English web developer (born 1962)

Mike Little (born 12 May 1962) is an English web developer and writer. He is the co-founder of the free and open source web publishing software WordPress.

==Biography==
Mike Little was born in Manchester, England in 1962 to a Nigerian father, who was a mathematics lecturer and musician, and an English mother who worked as a primary school teacher. Little was placed into foster care when he was four months of age, and was later adopted by the same family. He grew up on a council estate in Brinnington, Stockport, and was educated at Stockport School.

In 2003, Little and Matt Mullenweg started working on a project in which they built on b2/cafelog and later named it WordPress, releasing the first version on 27 May 2003.

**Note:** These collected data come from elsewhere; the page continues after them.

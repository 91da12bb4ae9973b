// The relaxation ladder: monotonic counters that loosen a label's
// constraints one step at a time when no clean candidate exists.

use tracing::debug;

#[derive(Debug, Clone, Copy, PartialEq, Eq, Hash)]
pub enum BufferKind {
    Feature,
    Label,
    Leader,
}

impl BufferKind {
    pub const ALL: [BufferKind; 3] = [BufferKind::Feature, BufferKind::Label, BufferKind::Leader];

    fn slot(self) -> usize {
        match self {
            BufferKind::Feature => 0,
            BufferKind::Label => 1,
            BufferKind::Leader => 2,
        }
    }
}

/// One named transition of the ladder.
#[derive(Debug, Clone, Copy, PartialEq, Eq, Hash)]
pub enum Relaxation {
    Buffer(BufferKind),
    Font,
    Stack,
    Hide,
}

impl Relaxation {
    /// Clearances go first, then size, then layout, then content.
    pub fn default_order() -> Vec<Relaxation> {
        vec![
            Relaxation::Buffer(BufferKind::Label),
            Relaxation::Buffer(BufferKind::Leader),
            Relaxation::Buffer(BufferKind::Feature),
            Relaxation::Font,
            Relaxation::Stack,
            Relaxation::Hide,
        ]
    }
}

#[derive(Debug, Clone, Copy, PartialEq, Eq, Default)]
pub struct LadderLimits {
    pub buffer_steps: u32,
    pub font_steps: u32,
    pub stack_levels: u32,
    pub hide_attempts: u32,
}

#[derive(Debug, Clone, PartialEq, Eq)]
pub struct RelaxationLadder {
    limits: LadderLimits,
    buffer_steps: [u32; 3],
    font_step: u32,
    stack_level: u32,
    hide_cursor: u32,
}

impl RelaxationLadder {
    pub fn new(limits: LadderLimits) -> Self {
        Self {
            limits,
            buffer_steps: [0; 3],
            font_step: 0,
            stack_level: 0,
            hide_cursor: 0,
        }
    }

    pub fn limits(&self) -> LadderLimits {
        self.limits
    }

    pub fn buffer_step(&self, kind: BufferKind) -> u32 {
        self.buffer_steps[kind.slot()]
    }

    pub fn font_step(&self) -> u32 {
        self.font_step
    }

    /// Extra lines beyond the first.
    pub fn stack_level(&self) -> u32 {
        self.stack_level
    }

    pub fn hide_cursor(&self) -> u32 {
        self.hide_cursor
    }

    pub fn step(&self, relaxation: Relaxation) -> u32 {
        match relaxation {
            Relaxation::Buffer(kind) => self.buffer_step(kind),
            Relaxation::Font => self.font_step,
            Relaxation::Stack => self.stack_level,
            Relaxation::Hide => self.hide_cursor,
        }
    }

    pub fn limit(&self, relaxation: Relaxation) -> u32 {
        match relaxation {
            Relaxation::Buffer(_) => self.limits.buffer_steps,
            Relaxation::Font => self.limits.font_steps,
            Relaxation::Stack => self.limits.stack_levels,
            Relaxation::Hide => self.limits.hide_attempts,
        }
    }

    pub fn can_advance(&self, relaxation: Relaxation) -> bool {
        self.step(relaxation) < self.limit(relaxation)
    }

    pub fn advance_buffer_step(&mut self, kind: BufferKind) -> bool {
        self.advance(Relaxation::Buffer(kind))
    }

    pub fn advance_font_step(&mut self) -> bool {
        self.advance(Relaxation::Font)
    }

    pub fn advance_stack_level(&mut self) -> bool {
        self.advance(Relaxation::Stack)
    }

    pub fn advance_hide_attempt(&mut self) -> bool {
        self.advance(Relaxation::Hide)
    }

    /// Bumps one counter. Returns false, changing nothing, at its limit.
    pub fn advance(&mut self, relaxation: Relaxation) -> bool {
        if !self.can_advance(relaxation) {
            return false;
        }
        let counter = match relaxation {
            Relaxation::Buffer(kind) => &mut self.buffer_steps[kind.slot()],
            Relaxation::Font => &mut self.font_step,
            Relaxation::Stack => &mut self.stack_level,
            Relaxation::Hide => &mut self.hide_cursor,
        };
        *counter += 1;
        debug!(?relaxation, step = *counter, "relaxation advanced");
        true
    }

    /// First transition in `order` that still has room.
    pub fn next_relaxation(&self, order: &[Relaxation]) -> Option<Relaxation> {
        order.iter().copied().find(|r| self.can_advance(*r))
    }

    pub fn advance_next(&mut self, order: &[Relaxation]) -> Option<Relaxation> {
        let next = self.next_relaxation(order)?;
        self.advance(next).then_some(next)
    }

    pub fn is_exhausted(&self, order: &[Relaxation]) -> bool {
        self.next_relaxation(order).is_none()
    }

    /// Sum of all counters; never decreases between re-initializations.
    pub fn total_steps(&self) -> u32 {
        self.buffer_steps.iter().sum::<u32>() + self.font_step + self.stack_level + self.hide_cursor
    }

    /// Upper bound on distinct ladder states for one label.
    pub fn work_bound(&self) -> u64 {
        let l = self.limits;
        let buffer = u64::from(l.buffer_steps) + 1;
        buffer.pow(3)
            * (u64::from(l.font_steps) + 1)
            * (u64::from(l.stack_levels) + 1)
            * (u64::from(l.hide_attempts) + 1)
    }
}

/// Nested tolerance sequence tried once the ladder itself is exhausted.
#[derive(Debug, Clone, PartialEq)]
pub struct OverhangSequence {
    tolerances: Vec<f64>,
    cursor: usize,
}

impl OverhangSequence {
    pub fn new(tolerances: &[f64]) -> Self {
        let mut tolerances: Vec<f64> = tolerances
            .iter()
            .copied()
            .filter(|t| t.is_finite() && *t >= 0.0)
            .collect();
        if tolerances.first().is_none_or(|t| *t > 0.0) {
            tolerances.insert(0, 0.0);
        }
        Self {
            tolerances,
            cursor: 0,
        }
    }

    pub fn current(&self) -> f64 {
        self.tolerances.get(self.cursor).copied().unwrap_or(0.0)
    }

    pub fn step(&self) -> usize {
        self.cursor
    }

    pub fn advance(&mut self) -> bool {
        if self.cursor + 1 < self.tolerances.len() {
            self.cursor += 1;
            true
        } else {
            false
        }
    }

    pub fn reset(&mut self) {
        self.cursor = 0;
    }
}
#[cfg(test)]
mod tests {
    use super::*;
    use crate::model::{LabelId, TextObject};
    use crate::placement::candidate::{CandidatePosition, Justification};

    fn label() -> Label {
        Label::new(
            LabelId(1),
            vec![
                TextObject::new("Mount Rainier", 10.0),
                TextObject::new("4392 m", 8.0).hideable(),
            ],
        )
    }

    fn rule() -> PlacementRule {
        PlacementRule {
            max_font_steps: 2,
            font_step_percent: 20.0,
            min_font_size: 7.0,
            max_stack_lines: 2,
            ..PlacementRule::default()
        }
    }

    fn state() -> PlacementState {
        PlacementState::initialize(&label(), &rule(), &FeatureGeometry::Point(Point::new(0.0, 0.0)))
    }

    #[test]
    fn guide_clamps_at_minimum() {
        let guide = FontReductionGuide {
            step_percent: 20.0,
            min_size: 7.0,
        };
        assert_eq!(guide.size_at(10.0, 0), 10.0);
        assert!((guide.size_at(10.0, 1) - 8.0).abs() < 1e-9);
        assert_eq!(guide.size_at(10.0, 2), 7.0);
        assert_eq!(guide.size_at(5.0, 3), 5.0);
    }

    #[test]
    fn working_label_is_cloned_lazily() {
        let original = label();
        let mut state = state();
        assert!(!state.has_working_label());
        assert_eq!(state.baseline_font_size(), Some(10.0));
        let working = state.working_label(&original).clone();
        assert_eq!(working, original);
        assert_eq!(state.working_objects().len(), 2);
    }

    #[test]
    fn relaxation_reshapes_working_label() {
        let original = label();
        let mut state = state();
        state.working_label(&original);
        let order = [Relaxation::Font, Relaxation::Stack, Relaxation::Hide];
        assert_eq!(state.relax(&order), Some(Relaxation::Font));
        let working = state.working_label(&original);
        assert!((working.text_objects[0].font_size - 8.0).abs() < 1e-9);
        assert_eq!(working.text_objects[1].font_size, 7.0);

        assert_eq!(state.relax(&order), Some(Relaxation::Font));
        assert_eq!(state.relax(&order), Some(Relaxation::Stack));
        assert_eq!(state.relax(&order), Some(Relaxation::Hide));
        assert_eq!(state.relax(&order), None);
        let working = state.working_label(&original);
        assert_eq!(working.text_objects[0].stack_lines, 2);
        assert!(working.text_objects[1].hidden);
        assert!(!working.text_objects[0].hidden);
        assert_eq!(original.text_objects[0].font_size, 10.0);
    }

    #[test]
    fn hiding_never_takes_the_last_visible_object() {
        let point = FeatureGeometry::Point(Point::new(0.0, 0.0));
        let lone = Label::new(LabelId(2), vec![TextObject::new("Spring", 10.0).hideable()]);
        let mut state = PlacementState::initialize(&lone, &rule(), &point);
        assert_eq!(state.ladder().limit(Relaxation::Hide), 0);
        assert_eq!(state.relax(&[Relaxation::Hide]), None);
        assert!(state.working_label(&lone).has_visible_text());

        let all_hideable = Label::new(
            LabelId(3),
            vec![
                TextObject::new("Spring", 10.0).hideable(),
                TextObject::new("", 8.0).hideable(),
                TextObject::new("1850 m", 8.0).hideable(),
            ],
        );
        let mut state = PlacementState::initialize(&all_hideable, &rule(), &point);
        assert_eq!(state.ladder().limit(Relaxation::Hide), 1);
        while state.relax(&[Relaxation::Hide]).is_some() {}
        assert_eq!(state.hidden_objects(), 1);
        assert!(state.working_label(&all_hideable).has_visible_text());
    }

    #[test]
    fn release_then_reclone_keeps_ladder_effects() {
        let original = label();
        let mut state = state();
        state.relax(&[Relaxation::Font]);
        state.release_working_text_objects();
        assert!(state.working_objects().is_empty());
        let working = state.working_label(&original);
        assert!((working.text_objects[0].font_size - 8.0).abs() < 1e-9);
    }

    #[test]
    fn buffers_shrink_per_step_and_floor_at_zero() {
        let mut state = state();
        let base = state.buffers();
        for _ in 0..10 {
            state.relax(&[Relaxation::Buffer(BufferKind::Feature)]);
        }
        let relaxed = state.buffers();
        assert_eq!(relaxed.feature, 0.0);
        assert_eq!(relaxed.label, base.label);
    }

    #[test]
    fn clear_state_keeps_counters() {
        let mut state = state();
        state.relax(&[Relaxation::Font]);
        state
            .candidates_mut()
            .push(CandidatePosition::new(LabelId(1), Point::new(0.0, 0.0), 0.0, Justification::Left))
            .expect("push");
        state
            .push_leader_candidate(LeaderCandidate {
                anchor: Point::new(0.0, 0.0),
                attach: Point::new(3.0, 4.0),
            })
            .expect("push");
        assert_eq!(state.leader_candidates()[0].length(), 5.0);
        state.clear_state();
        assert!(state.candidates().is_empty());
        assert!(state.leader_candidates().is_empty());
        assert_eq!(state.ladder().font_step(), 1);
    }

    #[test]
    fn placement_history_rewinds_overhang() {
        let mut rule = rule();
        rule.overhang_tolerances = vec![0.0, 2.0];
        let mut state =
            PlacementState::initialize(&label(), &rule, &FeatureGeometry::Point(Point::new(0.0, 0.0)));
        assert!(state.advance_overhang());
        assert_eq!(state.overhang_tolerance(), 2.0);
        state.clear_placement_history();
        assert_eq!(state.overhang_step(), 0);
    }

    #[test]
    fn line_anchors_are_cached_until_cleared() {
        let geometry = FeatureGeometry::Line(vec![Point::new(0.0, 0.0), Point::new(10.0, 0.0)]);
        let mut state = PlacementState::initialize(&label(), &rule(), &geometry);
        let mut calls = 0;
        let mut compute = || {
            calls += 1;
            vec![Anchor {
                at: Point::new(5.0, 0.0),
                angle: 0.0,
            }]
        };
        assert_eq!(state.feature_anchors(&mut compute).len(), 1);
        state.feature_anchors(&mut compute);
        state.clear_state();
        state.feature_anchors(&mut compute);
        assert_eq!(calls, 2);
    }
}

Little states that, despite not being invited to join his co-founder's for-profit business Automattic, he and Mullenweg remain on good terms. He clarified: "I don’t want it to sound like he cheated me out of something or ripped me off in some way. He didn’t."

In June 2013, Little was awarded the SAScon's "Outstanding Contribution to Digital" award for his part in co-founding and developing WordPress.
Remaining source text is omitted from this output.